WORK TASK
Word for word, restate the lines from the start of the data below through the line containing "use crate::ui::settings::SettingsUIState;".

(STORED DATA)

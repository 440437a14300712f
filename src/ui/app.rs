/// Main App Orchestrator and UI State Management
///
/// This module provides the transient UI state and the eframe::App implementation
/// for the debugger window. It drains the simulator timer channel and the log
/// channel every frame, applies the theme, and lays out the panels.

use eframe::egui;
use std::collections::VecDeque;
use std::path::PathBuf;
use std::sync::{Arc, RwLock};
use std::time::{Duration, Instant};

use crate::error::AppError;
use crate::log_collector::LogLine;
use crate::simulator::TimerFired;
use crate::ui::controller::AppController;
use crate::ui::settings::SettingsUIState;
use crate::ui::{disassembly, hex_viewer, memory_map, palette, settings, stack_frames, toolbar, widgets};

/// Console buffer cap
pub const MAX_CONSOLE_LINES: usize = 500;

/// How long success/info banners stay up
const MESSAGE_TTL: Duration = Duration::from_secs(4);

/// Transient UI state - state that doesn't persist across sessions
pub struct UIState {
    /// Dirty flag: set when data changes, cleared after the repaint request
    pub needs_repaint: bool,

    /// Memory map filter text
    pub search_query: String,

    pub error_message: Option<String>,
    pub success_message: Option<String>,
    pub info_message: Option<String>,
    /// When the current success/info banner was raised
    pub message_time: Option<Instant>,

    /// Recent log lines (fixed-size VecDeque for O(1) appends)
    pub console: VecDeque<LogLine>,

    /// File the log collector appends to, shown in settings
    pub log_file: Option<PathBuf>,

    pub settings_ui_state: SettingsUIState,

    /// Cached theme index to avoid recalculating visuals
    pub cached_theme_idx: Option<usize>,
    pub cached_font_size: Option<f32>,
}

impl Default for UIState {
    fn default() -> Self {
        Self {
            needs_repaint: true,
            search_query: String::new(),
            error_message: None,
            success_message: None,
            info_message: None,
            message_time: None,
            console: VecDeque::with_capacity(MAX_CONSOLE_LINES),
            log_file: None,
            settings_ui_state: SettingsUIState::default(),
            cached_theme_idx: None,
            cached_font_size: None,
        }
    }
}

impl UIState {
    /// Surface an operation result as a success or error banner
    pub fn report(&mut self, result: Result<String, AppError>) {
        match result {
            Ok(msg) => {
                self.success_message = Some(msg);
                self.message_time = Some(Instant::now());
            }
            Err(e) => self.error_message = Some(e.user_message()),
        }
        self.needs_repaint = true;
    }

    /// Append a log line, dropping the oldest beyond the cap
    pub fn push_console(&mut self, line: LogLine) {
        self.console.push_back(line);
        while self.console.len() > MAX_CONSOLE_LINES {
            self.console.pop_front();
        }
    }
}

/// Main Application UI Structure
pub struct AppUI {
    pub controller: AppController,
    pub ui_state: UIState,
    /// Simulator timer firings
    pub timer_rx: Option<tokio::sync::mpsc::UnboundedReceiver<TimerFired>>,
    /// Log lines mirrored from the LogCollector
    pub log_rx: Option<tokio::sync::mpsc::Receiver<LogLine>>,
    /// Shared with the TokioScheduler so timer tasks can wake the frame loop
    pub ctx_slot: Option<Arc<RwLock<Option<egui::Context>>>>,
}

impl AppUI {
    pub fn new(
        controller: AppController,
        timer_rx: Option<tokio::sync::mpsc::UnboundedReceiver<TimerFired>>,
        log_rx: Option<tokio::sync::mpsc::Receiver<LogLine>>,
    ) -> Self {
        Self {
            controller,
            ui_state: UIState::default(),
            timer_rx,
            log_rx,
            ctx_slot: None,
        }
    }

    pub fn with_repaint_slot(mut self, slot: Arc<RwLock<Option<egui::Context>>>) -> Self {
        self.ctx_slot = Some(slot);
        self
    }

    pub fn with_log_file(mut self, path: PathBuf) -> Self {
        self.ui_state.log_file = Some(path);
        self
    }

    /// Apply all pending timer firings to the simulator
    pub fn process_timer_events(&mut self) {
        if let Some(ref mut rx) = self.timer_rx {
            while let Ok(fired) = rx.try_recv() {
                self.controller.handle_timer(fired);
                self.ui_state.needs_repaint = true;
            }
        }
    }

    /// Move pending log lines into the console buffer
    pub fn process_log_events(&mut self) {
        if let Some(ref mut rx) = self.log_rx {
            while let Ok(line) = rx.try_recv() {
                self.ui_state.push_console(line);
                self.ui_state.needs_repaint = true;
            }
        }
    }

    fn attach_context(&mut self, ctx: &egui::Context) {
        if let Some(slot) = &self.ctx_slot {
            if let Ok(mut guard) = slot.write() {
                if guard.is_none() {
                    *guard = Some(ctx.clone());
                }
            }
        }
    }

    /// Re-applies visuals only when the theme index or font size changed
    fn apply_theme_from_state(&mut self, ctx: &egui::Context) {
        let settings = self.controller.settings();
        if self.ui_state.cached_theme_idx != Some(settings.theme_idx) {
            ctx.set_visuals(palette::visuals_for(settings.theme_idx));
            self.ui_state.cached_theme_idx = Some(settings.theme_idx);
        }
        if self.ui_state.cached_font_size != Some(settings.ui_font_size) {
            let styles = palette::text_styles(settings.ui_font_size);
            ctx.style_mut(|style| style.text_styles = styles);
            self.ui_state.cached_font_size = Some(settings.ui_font_size);
        }
    }

    fn clear_expired_messages(&mut self) {
        if let Some(raised) = self.ui_state.message_time {
            if raised.elapsed() >= MESSAGE_TTL {
                self.ui_state.success_message = None;
                self.ui_state.info_message = None;
                self.ui_state.message_time = None;
            }
        }
    }

    /// Render transient messages (errors, success, info)
    fn render_messages(&mut self, ctx: &egui::Context) {
        if let Some(msg) = self.ui_state.error_message.clone() {
            egui::TopBottomPanel::top("error_panel").show(ctx, |ui| {
                ui.horizontal(|ui| {
                    ui.colored_label(palette::ERROR, format!("Error: {}", msg));
                    if ui.button("Dismiss").clicked() {
                        self.ui_state.error_message = None;
                    }
                });
            });
        }

        if let Some(msg) = self.ui_state.success_message.clone() {
            egui::TopBottomPanel::top("success_panel").show(ctx, |ui| {
                ui.colored_label(palette::SUCCESS, msg);
            });
        }

        if let Some(msg) = self.ui_state.info_message.clone() {
            if self.ui_state.message_time.is_none() {
                self.ui_state.message_time = Some(Instant::now());
            }
            egui::TopBottomPanel::top("info_panel").show(ctx, |ui| {
                ui.colored_label(palette::ACCENT, msg);
            });
        }
    }

    fn render_console(&mut self, ctx: &egui::Context) {
        egui::TopBottomPanel::bottom("console_panel")
            .resizable(true)
            .default_height(120.0)
            .show(ctx, |ui| {
                ui.horizontal(|ui| {
                    ui.label(egui::RichText::new("CONSOLE").monospace().small().strong());
                    ui.with_layout(egui::Layout::right_to_left(egui::Align::Center), |ui| {
                        if ui.small_button("Clear").clicked() {
                            self.ui_state.console.clear();
                        }
                    });
                });
                widgets::console_viewport(ui, &self.ui_state.console);
            });
    }
}

impl eframe::App for AppUI {
    fn update(&mut self, ctx: &egui::Context, _frame: &mut eframe::Frame) {
        self.attach_context(ctx);
        self.apply_theme_from_state(ctx);

        // Process all pending async events (sets needs_repaint on data changes)
        self.process_timer_events();
        self.process_log_events();
        self.clear_expired_messages();

        if self.ui_state.needs_repaint {
            ctx.request_repaint();
            self.ui_state.needs_repaint = false;
        } else if self.controller.is_analyzing() || self.ui_state.message_time.is_some() {
            // Fallback in case no context is attached to the scheduler
            ctx.request_repaint_after(Duration::from_millis(100));
        }

        egui::TopBottomPanel::top("toolbar").show(ctx, |ui| {
            toolbar::render_toolbar(ui, &mut self.ui_state, &mut self.controller);
        });

        self.render_messages(ctx);

        if self.controller.settings().show_console {
            self.render_console(ctx);
        }

        egui::SidePanel::left("memory_map")
            .resizable(true)
            .default_width(300.0)
            .show(ctx, |ui| {
                memory_map::render_memory_map(ui, &mut self.ui_state, &mut self.controller);
            });

        egui::SidePanel::right("stack_frames")
            .resizable(true)
            .default_width(300.0)
            .show(ctx, |ui| {
                stack_frames::render_stack_frames(ui, &mut self.ui_state, &mut self.controller);
            });

        egui::CentralPanel::default().show(ctx, |ui| {
            egui::TopBottomPanel::bottom("hex_viewer")
                .resizable(true)
                .default_height(200.0)
                .show_inside(ui, |ui| {
                    hex_viewer::render_hex_viewer(ui, &self.controller);
                });
            egui::CentralPanel::default().show_inside(ui, |ui| {
                disassembly::render_disassembly(ui, &self.controller);
            });
        });

        settings::render_settings_window(ctx, &mut self.ui_state, &mut self.controller);
    }

    fn on_exit(&mut self, _gl: Option<&eframe::glow::Context>) {
        self.controller.stop_analysis();
        log::info!("[UI] Window closed");
    }
}

#[cfg(test)]
mod tests {
    use super::*;
    use crate::config::AppState;
    use crate::data::PortfolioStore;
    use crate::simulator::{ManualScheduler, TimerKind};
    use crate::ui::controller::SelectionAction;

    fn app() -> (AppUI, tokio::sync::mpsc::UnboundedSender<TimerFired>, tokio::sync::mpsc::Sender<LogLine>) {
        let controller = AppController::new(
            AppState::default(),
            PortfolioStore::builtin(),
            Box::new(ManualScheduler::new()),
        );
        let (timer_tx, timer_rx) = tokio::sync::mpsc::unbounded_channel();
        let (log_tx, log_rx) = tokio::sync::mpsc::channel(16);
        (AppUI::new(controller, Some(timer_rx), Some(log_rx)), timer_tx, log_tx)
    }

    #[test]
    fn test_console_is_capped() {
        let mut state = UIState::default();
        for i in 0..(MAX_CONSOLE_LINES + 25) {
            state.push_console(LogLine::new(log::Level::Info, format!("line {}", i)));
        }
        assert_eq!(state.console.len(), MAX_CONSOLE_LINES);
        assert_eq!(state.console.front().map(|l| l.message.as_str()), Some("line 25"));
    }

    #[test]
    fn test_report_sets_banners() {
        let mut state = UIState::default();
        state.report(Ok("done".to_string()));
        assert_eq!(state.success_message.as_deref(), Some("done"));
        state.report(Err(AppError::Export("disk full".to_string())));
        assert!(state.error_message.unwrap().contains("disk full"));
    }

    #[test]
    fn test_timer_events_reach_controller() {
        let (mut app, timer_tx, _log_tx) = app();
        app.controller.dispatch(SelectionAction::SelectProject("e-commerce-platform".into()));
        assert!(app.controller.toggle_analysis());
        let generation = app.controller.simulation().generation;

        timer_tx.send(TimerFired { kind: TimerKind::Line, generation }).unwrap();
        timer_tx.send(TimerFired { kind: TimerKind::Byte, generation }).unwrap();
        app.process_timer_events();
        assert_eq!(app.controller.simulation().line, 1);
        assert_eq!(app.controller.simulation().byte, 1);

        timer_tx.send(TimerFired { kind: TimerKind::Deadline, generation }).unwrap();
        app.process_timer_events();
        assert!(!app.controller.is_analyzing());
    }

    #[test]
    fn test_log_events_fill_console() {
        let (mut app, _timer_tx, log_tx) = app();
        log_tx.try_send(LogLine::new(log::Level::Warn, "careful")).unwrap();
        app.process_log_events();
        assert_eq!(app.ui_state.console.len(), 1);
        assert!(app.ui_state.needs_repaint);
    }
}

(End STORED DATA)

TASK ANSWER
repository 440437a14300712f
filename src/ui/app.rs
/// Main App Orchestrator and UI State Management
///
/// This module provides the transient UI state and the eframe::App implementation
/// for the debugger window. It drains the simulator timer channel and the log
/// channel every frame, applies the theme, and lays out the panels.

use eframe::egui;
use std::collections::VecDeque;
use std::path::PathBuf;
use std::sync::{Arc, RwLock};
use std::time::{Duration, Instant};

use crate::error::AppError;
use crate::log_collector::LogLine;
use crate::simulator::TimerFired;
use crate::ui::controller::AppController;
use crate::ui::settings::SettingsUIState;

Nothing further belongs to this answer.